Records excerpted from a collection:
"""

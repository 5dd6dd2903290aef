pub mod item;

pub use item::{FileKind, WorkItem};
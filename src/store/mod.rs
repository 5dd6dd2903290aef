//! Store Module
//!
//! Persistence of each catalog item's thumbnail status. The catalog proper
//! lives elsewhere; the pipeline only reads pending items and records
//! outcomes through [`StatusStore`].

pub mod manifest;
pub mod memory;

pub use manifest::ManifestStore;
pub use memory::MemoryStore;

use crate::catalog::WorkItem;
use crate::error::Result;
use chrono::{DateTime, Utc};
use serde::{Deserialize, Serialize};
use std::path::{Path, PathBuf};

/// Where the pipeline reads pending work and records outcomes
pub trait StatusStore: Send + Sync + 'static {
    /// Items that still need a thumbnail
    fn pending_items(&self) -> Result<Vec<WorkItem>>;

    /// Record the final thumbnail path (if any) and generated flag of an item
    fn update_artifact_status(&self, id: &str, thumbnail: Option<&Path>, generated: bool)
    -> Result<()>;
}

/// A catalog item together with its recorded thumbnail status
#[derive(Debug, Clone, PartialEq, Serialize, Deserialize)]
pub struct CatalogEntry {
    pub item: WorkItem,
    #[serde(default)]
    pub thumbnail: Option<PathBuf>,
    #[serde(default)]
    pub updated_at: Option<DateTime<Utc>>,
}

impl CatalogEntry {
    pub fn new(item: WorkItem) -> Self {
        Self {
            item,
            thumbnail: None,
            updated_at: None,
        }
    }

    fn apply(&mut self, thumbnail: Option<&Path>, generated: bool) {
        self.thumbnail = thumbnail.map(Path::to_path_buf);
        self.item.thumbnail_generated = generated;
        self.updated_at = Some(Utc::now());
    }
}
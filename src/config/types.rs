use serde::{Deserialize, Serialize};
use std::path::PathBuf;
use std::time::Duration;

/// Queue and worker pool settings
#[derive(Debug, Clone, Serialize, Deserialize)]
#[serde(default)]
pub struct PipelineConfig {
    /// Maximum number of items waiting in the queue
    pub queue_capacity: usize,
    /// Number of concurrent workers
    pub worker_count: usize,
    /// Jobs handed to the engine per batch
    pub batch_size: usize,
    /// Delay before the first watchdog check (milliseconds)
    pub watchdog_initial_delay_ms: u64,
    /// Interval between watchdog checks (milliseconds)
    pub watchdog_interval_ms: u64,
}

impl Default for PipelineConfig {
    fn default() -> Self {
        Self {
            queue_capacity: 5000,
            worker_count: 4,
            batch_size: 8,
            watchdog_initial_delay_ms: 2_000,
            watchdog_interval_ms: 5_000,
        }
    }
}

impl PipelineConfig {
    pub fn watchdog_initial_delay(&self) -> Duration {
        Duration::from_millis(self.watchdog_initial_delay_ms)
    }

    pub fn watchdog_interval(&self) -> Duration {
        Duration::from_millis(self.watchdog_interval_ms)
    }
}

/// External rendering engine settings
#[derive(Debug, Clone, Serialize, Deserialize)]
#[serde(default)]
pub struct EngineConfig {
    /// Interpreter used to run the engine script
    pub interpreter: String,
    /// Arguments passed to the interpreter for the availability probe
    pub probe_args: Vec<String>,
    /// Path to the rendering script
    pub script: PathBuf,
    /// Parallelism hint passed to the engine in batch mode
    pub concurrency: usize,
    /// Thumbnail edge length in pixels
    pub thumbnail_size: u32,
    /// Timeout for a single-item render (seconds)
    pub single_timeout_secs: u64,
    /// Timeout for a single-item render of a large input (seconds)
    pub large_file_timeout_secs: u64,
    /// Inputs above this size get the large-file timeout (bytes)
    pub large_file_threshold: u64,
    /// Fixed part of the batch timeout (seconds)
    pub batch_base_timeout_secs: u64,
    /// Added to the batch timeout for every job in the batch (seconds)
    pub batch_item_timeout_secs: u64,
    /// How long to keep reading buffered output after killing a timed-out batch (milliseconds)
    pub salvage_grace_ms: u64,
    /// How long an availability probe result stays valid (seconds)
    pub availability_ttl_secs: u64,
}

impl Default for EngineConfig {
    fn default() -> Self {
        Self {
            interpreter: default_interpreter().to_string(),
            probe_args: vec!["--version".to_string()],
            script: PathBuf::from("scripts/stl_thumbnail_batch.py"),
            concurrency: 4,
            thumbnail_size: 256,
            single_timeout_secs: 30,
            large_file_timeout_secs: 120,
            large_file_threshold: 50 * 1024 * 1024,
            batch_base_timeout_secs: 60,
            batch_item_timeout_secs: 15,
            salvage_grace_ms: 500,
            availability_ttl_secs: 300,
        }
    }
}

impl EngineConfig {
    /// Timeout for a single-item call on an input of the given size
    pub fn single_timeout(&self, input_size: Option<u64>) -> Duration {
        match input_size {
            Some(size) if size > self.large_file_threshold => {
                Duration::from_secs(self.large_file_timeout_secs)
            }
            _ => Duration::from_secs(self.single_timeout_secs),
        }
    }

    /// Timeout for a streaming batch of `jobs` jobs
    pub fn batch_timeout(&self, jobs: usize) -> Duration {
        Duration::from_secs(self.batch_base_timeout_secs)
            + Duration::from_secs(self.batch_item_timeout_secs) * jobs as u32
    }

    pub fn salvage_grace(&self) -> Duration {
        Duration::from_millis(self.salvage_grace_ms)
    }

    pub fn availability_ttl(&self) -> Duration {
        Duration::from_secs(self.availability_ttl_secs)
    }
}

#[cfg(windows)]
fn default_interpreter() -> &'static str {
    "python"
}

#[cfg(not(windows))]
fn default_interpreter() -> &'static str {
    "python3"
}

/// Output settings
#[derive(Debug, Clone, Serialize, Deserialize)]
#[serde(default)]
pub struct OutputConfig {
    /// Directory where thumbnails are written
    pub thumbnail_dir: PathBuf,
    /// Thumbnail file extension
    pub extension: String,
}

impl Default for OutputConfig {
    fn default() -> Self {
        Self {
            thumbnail_dir: dirs::data_dir()
                .unwrap_or_else(|| PathBuf::from("."))
                .join("thumbnailer")
                .join("thumbnails"),
            extension: "png".to_string(),
        }
    }
}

"""

| WHAT TO WORK ON |
Each line above needs to be output again, exactly as shown.

| TASK RESULT |
repository 5dd6dd2903290aef
pub mod item;

pub use item::{FileKind, WorkItem};
filename src/store/mod.rs
repository 5dd6dd2903290aef
//! Store Module
//!
//! Persistence of each catalog item's thumbnail status. The catalog proper
//! lives elsewhere; the pipeline only reads pending items and records
//! outcomes through [`StatusStore`].

pub mod manifest;
pub mod memory;

pub use manifest::ManifestStore;
pub use memory::MemoryStore;

use crate::catalog::WorkItem;
use crate::error::Result;
use chrono::{DateTime, Utc};
use serde::{Deserialize, Serialize};
use std::path::{Path, PathBuf};

/// Where the pipeline reads pending work and records outcomes
pub trait StatusStore: Send + Sync + 'static {
    /// Items that still need a thumbnail
    fn pending_items(&self) -> Result<Vec<WorkItem>>;

    /// Record the final thumbnail path (if any) and generated flag of an item
    fn update_artifact_status(&self, id: &str, thumbnail: Option<&Path>, generated: bool)
    -> Result<()>;
}

/// A catalog item together with its recorded thumbnail status
#[derive(Debug, Clone, PartialEq, Serialize, Deserialize)]
pub struct CatalogEntry {
    pub item: WorkItem,
    #[serde(default)]
    pub thumbnail: Option<PathBuf>,
    #[serde(default)]
    pub updated_at: Option<DateTime<Utc>>,
}

impl CatalogEntry {
    pub fn new(item: WorkItem) -> Self {
        Self {
            item,
            thumbnail: None,
            updated_at: None,
        }
    }

    fn apply(&mut self, thumbnail: Option<&Path>, generated: bool) {
        self.thumbnail = thumbnail.map(Path::to_path_buf);
        self.item.thumbnail_generated = generated;
        self.updated_at = Some(Utc::now());
    }
}
filename src/config/types.rs
use serde::{Deserialize, Serialize};
use std::path::PathBuf;
use std::time::Duration;

/// Queue and worker pool settings
#[derive(Debug, Clone, Serialize, Deserialize)]
#[serde(default)]
pub struct PipelineConfig {
    /// Maximum number of items waiting in the queue
    pub queue_capacity: usize,
    /// Number of concurrent workers
    pub worker_count: usize,
    /// Jobs handed to the engine per batch
    pub batch_size: usize,
    /// Delay before the first watchdog check (milliseconds)
    pub watchdog_initial_delay_ms: u64,
    /// Interval between watchdog checks (milliseconds)
    pub watchdog_interval_ms: u64,
}

impl Default for PipelineConfig {
    fn default() -> Self {
        Self {
            queue_capacity: 5000,
            worker_count: 4,
            batch_size: 8,
            watchdog_initial_delay_ms: 2_000,
            watchdog_interval_ms: 5_000,
        }
    }
}

impl PipelineConfig {
    pub fn watchdog_initial_delay(&self) -> Duration {
        Duration::from_millis(self.watchdog_initial_delay_ms)
    }

    pub fn watchdog_interval(&self) -> Duration {
        Duration::from_millis(self.watchdog_interval_ms)
    }
}

/// External rendering engine settings
#[derive(Debug, Clone, Serialize, Deserialize)]
#[serde(default)]
pub struct EngineConfig {
    /// Interpreter used to run the engine script
    pub interpreter: String,
    /// Arguments passed to the interpreter for the availability probe
    pub probe_args: Vec<String>,
    /// Path to the rendering script
    pub script: PathBuf,
    /// Parallelism hint passed to the engine in batch mode
    pub concurrency: usize,
    /// Thumbnail edge length in pixels
    pub thumbnail_size: u32,
    /// Timeout for a single-item render (seconds)
    pub single_timeout_secs: u64,
    /// Timeout for a single-item render of a large input (seconds)
    pub large_file_timeout_secs: u64,
    /// Inputs above this size get the large-file timeout (bytes)
    pub large_file_threshold: u64,
    /// Fixed part of the batch timeout (seconds)
    pub batch_base_timeout_secs: u64,
    /// Added to the batch timeout for every job in the batch (seconds)
    pub batch_item_timeout_secs: u64,
    /// How long to keep reading buffered output after killing a timed-out batch (milliseconds)
    pub salvage_grace_ms: u64,
    /// How long an availability probe result stays valid (seconds)
    pub availability_ttl_secs: u64,
}

impl Default for EngineConfig {
    fn default() -> Self {
        Self {
            interpreter: default_interpreter().to_string(),
            probe_args: vec!["--version".to_string()],
            script: PathBuf::from("scripts/stl_thumbnail_batch.py"),
            concurrency: 4,
            thumbnail_size: 256,
            single_timeout_secs: 30,
            large_file_timeout_secs: 120,
            large_file_threshold: 50 * 1024 * 1024,
            batch_base_timeout_secs: 60,
            batch_item_timeout_secs: 15,
            salvage_grace_ms: 500,
            availability_ttl_secs: 300,
        }
    }
}

impl EngineConfig {
    /// Timeout for a single-item call on an input of the given size
    pub fn single_timeout(&self, input_size: Option<u64>) -> Duration {
        match input_size {
            Some(size) if size > self.large_file_threshold => {
                Duration::from_secs(self.large_file_timeout_secs)
            }
            _ => Duration::from_secs(self.single_timeout_secs),
        }
    }

    /// Timeout for a streaming batch of `jobs` jobs
    pub fn batch_timeout(&self, jobs: usize) -> Duration {
        Duration::from_secs(self.batch_base_timeout_secs)
            + Duration::from_secs(self.batch_item_timeout_secs) * jobs as u32
    }

    pub fn salvage_grace(&self) -> Duration {
        Duration::from_millis(self.salvage_grace_ms)
    }

    pub fn availability_ttl(&self) -> Duration {
        Duration::from_secs(self.availability_ttl_secs)
    }
}

#[cfg(windows)]
fn default_interpreter() -> &'static str {
    "python"
}

#[cfg(not(windows))]
fn default_interpreter() -> &'static str {
    "python3"
}

/// Output settings
#[derive(Debug, Clone, Serialize, Deserialize)]
#[serde(default)]
pub struct OutputConfig {
    /// Directory where thumbnails are written
    pub thumbnail_dir: PathBuf,
    /// Thumbnail file extension
    pub extension: String,
}

impl Default for OutputConfig {
    fn default() -> Self {
        Self {
            thumbnail_dir: dirs::data_dir()
                .unwrap_or_else(|| PathBuf::from("."))
                .join("thumbnailer")
                .join("thumbnails"),
            extension: "png".to_string(),
        }
    }
}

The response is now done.